Abstract
The scientific and practical fields—especially high-performance sports—increasingly request a stronger focus be placed on individual athletes in human movement science research. Machine learning methods have shown efficacy in this context by identifying the unique movement patterns of individuals and distinguishing their intra-individual changes over time. The objective of this investigation is to analyze biomechanically described movement patterns during the fatigue-related accumulation process within a single training session of a high number of repeated executions of a ballistic sports movement—specifically, the frontal foot kick (mae-geri) in karate—in expert athletes. The two leading research questions presented for consideration are (1) Can characteristics of individual movement patterns be observed throughout the entire training session despite continuous changes, i.e., even as fatigue-related processes increase? and (2) How do intra-individual movement patterns change as fatigue-related processes increase throughout a training session? Sixteen expert karatekas performed 606 frontal foot kicks directed toward an imaginary target. The kicks were performed in nine sets at 80% (K-80) of the self-experienced maximal intensity. In addition, six kicks at maximal intensity (K-100) were performed after each of the nine sets. Between the sets, the participants took a 90-s break. Three-dimensional full-body kinematic data of all kicks were recorded with 10 infrared cameras. The normalized waveforms of nine upper- and lower-body joint angles were classified using a supervised machine learning method (support vector machine). The results of the classification revealed a disjunct distinction between the kinematic movement patterns of individual athletes. The identification of unique movement patterns of individual athletes was independent of the intensity and the degree of fatigue-related processes. In other words, even with the accumulation of fatigue-related processes, the unique movement patterns of an individual athlete can be clearly identified. During the training session, changes in intra-individual movement patterns could also be detected, indicating the occurrence of adaptations in individual movement patterns throughout the fatigue-related accumulation process. The results suggest that these adaptations can be modeled in terms of changes in patterns rather than increasing variance. Practical consequences are critically discussed.
Highlights
Since the beginnings of sports science in the eastern and western hemispheres, quantitative analyses of the athletes’ momentary performance have been performed, targeted toward attaining future improvements and optimization (Matwejew, 1972; Hay, 1978)

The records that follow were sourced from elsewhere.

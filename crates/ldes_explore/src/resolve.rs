//! Event-stream discovery from an artifact's link headers.

use ldes_core::vocab::{REL_EVENT_LOG, REL_EVENT_STREAM};
use ldes_core::{ArtifactRef, ExploreError, ExploreResult};
use ldes_transport::Transport;
use std::sync::Arc;

/// Links recovered from an artifact
#[derive(Debug, Clone, PartialEq, Eq)]
pub struct ResolvedLinks {
    /// Event stream root
    pub root_url: String,
    /// Event-log template link, if advertised
    pub event_log_template: Option<String>,
}

/// Finds the event stream an artifact belongs to
pub struct LinkResolver {
    transport: Arc<dyn Transport>,
    event_log_rel: String,
}

impl LinkResolver {
    /// Create a resolver using the default event-log relation
    #[must_use]
    pub fn new(transport: Arc<dyn Transport>) -> Self {
        Self {
            transport,
            event_log_rel: REL_EVENT_LOG.to_string(),
        }
    }

    /// Set the event-log template relation
    #[must_use]
    pub fn with_event_log_rel(mut self, rel: impl Into<String>) -> Self {
        self.event_log_rel = rel.into();
        self
    }

    /// Resolve the event stream root of `artifact`
    ///
    /// # Errors
    ///
    /// Returns `NoEventStreamFound` if no link carries the event-stream
    /// relation, or `ProviderFailure` if the HEAD request fails
    #[tracing::instrument(skip(self), fields(artifact = %artifact))]
    pub async fn resolve(&self, artifact: &ArtifactRef) -> ExploreResult<ResolvedLinks> {
        let response = self.transport.head(artifact.as_str()).await?;
        let root = response
            .find_rel(REL_EVENT_STREAM)
            .ok_or_else(|| ExploreError::NoEventStreamFound {
                artifact: artifact.to_string(),
            })?;
        let event_log_template = response
            .find_rel(&self.event_log_rel)
            .map(|link| link.target.clone());

        tracing::info!(root = %root.target, "found event stream");
        Ok(ResolvedLinks {
            root_url: root.target.clone(),
            event_log_template,
        })
    }
}
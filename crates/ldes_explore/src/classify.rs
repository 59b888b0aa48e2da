//! Fragmentation strategy classification.

use indexmap::IndexMap;
use ldes_core::{check_iri, ExploreError, ExploreResult, Variant, ViewDescriptor};
use ldes_query::{Bindings, Query, QueryOptions, QueryProvider};
use std::sync::Arc;

/// Result of classifying a stream root
#[derive(Debug, Clone, PartialEq, Eq)]
pub struct Classification {
    /// Fragmentation strategy
    pub variant: Variant,
    /// Views in discovery order
    pub views: Vec<ViewDescriptor>,
}

/// Decides which fragmentation strategy a stream uses
pub struct Classifier {
    provider: Arc<dyn QueryProvider>,
}

impl Classifier {
    /// Create a classifier
    #[must_use]
    pub fn new(provider: Arc<dyn QueryProvider>) -> Self {
        Self { provider }
    }

    /// Classify the stream at `root` with a single query
    ///
    /// # Errors
    ///
    /// Returns `UnsupportedVariant` if no event stream is found, or
    /// `ProviderFailure` if the query fails
    #[tracing::instrument(skip(self))]
    pub async fn classify(&self, root: &str) -> ExploreResult<Classification> {
        let root = check_iri(root)?;
        let options = QueryOptions::source(root).lenient(true).follow_links(true);
        let rows = self.provider.select_all(&Query::classify(), &options).await?;
        let classification = classify_rows(root, &rows)?;
        tracing::info!(
            variant = %classification.variant,
            views = classification.views.len(),
            "classified event stream"
        );
        Ok(classification)
    }
}

/// Derive the variant from classification rows.
///
/// Priority: a container-managed view, then views plus direct members,
/// then a bare stream.
///
/// # Errors
///
/// Returns `UnsupportedVariant` when there are no rows
pub fn classify_rows(root: &str, rows: &[Bindings]) -> ExploreResult<Classification> {
    if rows.is_empty() {
        return Err(ExploreError::UnsupportedVariant {
            root: root.to_string(),
        });
    }

    let mut views: IndexMap<String, ViewDescriptor> = IndexMap::new();
    let mut has_member = false;
    for row in rows {
        has_member |= flag(row, "hasMember");
        let Some(view_url) = row.value("view") else {
            continue;
        };
        let view = views
            .entry(view_url.to_string())
            .or_insert_with(|| ViewDescriptor::new(view_url));
        if view.view_description_url.is_none() {
            view.view_description_url = row.string("viewDescription");
        }
        view.managed_by_container_client |= flag(row, "managed");
    }
    let views: Vec<ViewDescriptor> = views.into_values().collect();

    let variant = if views.iter().any(|v| v.managed_by_container_client) {
        Variant::ContainerBased
    } else if !views.is_empty() && has_member {
        Variant::RelationBased
    } else {
        Variant::Flat
    };
    Ok(Classification { variant, views })
}

fn flag(row: &Bindings, var: &str) -> bool {
    row.get(var).and_then(|t| t.as_bool()).unwrap_or(false)
}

The biomechanical movement patterns of experts in karate were investigated by executing the front kick, constituting a movement performed with a high level of expertise, multiple times, and through a fatigue-accumulating process in a training session
The present results showed that individual participants, despite practicing at an expert level of performance, were unable to repeat the kinematics of a karate front kick movement identically
Summary
Since the beginnings of sports science in the eastern and western hemispheres, quantitative analyses of the athletes’ momentary performance have been performed, targeted toward attaining future improvements and optimization (Matwejew, 1972; Hay, 1978). Following the quantification trend in biomechanics and learning psychology since the 1960s, versatile attempts were made to continuously approach previously established target values by applying control loop models (Anochin, 1935; Miller et al, 1960). For this purpose, group averages of the world’s best athletes were chosen to serve as target values and, as a collective orientation for sports training. Driven by the idea to improve the monitoring and control of sports training, increasingly precise measurement methods for describing human movements were developed.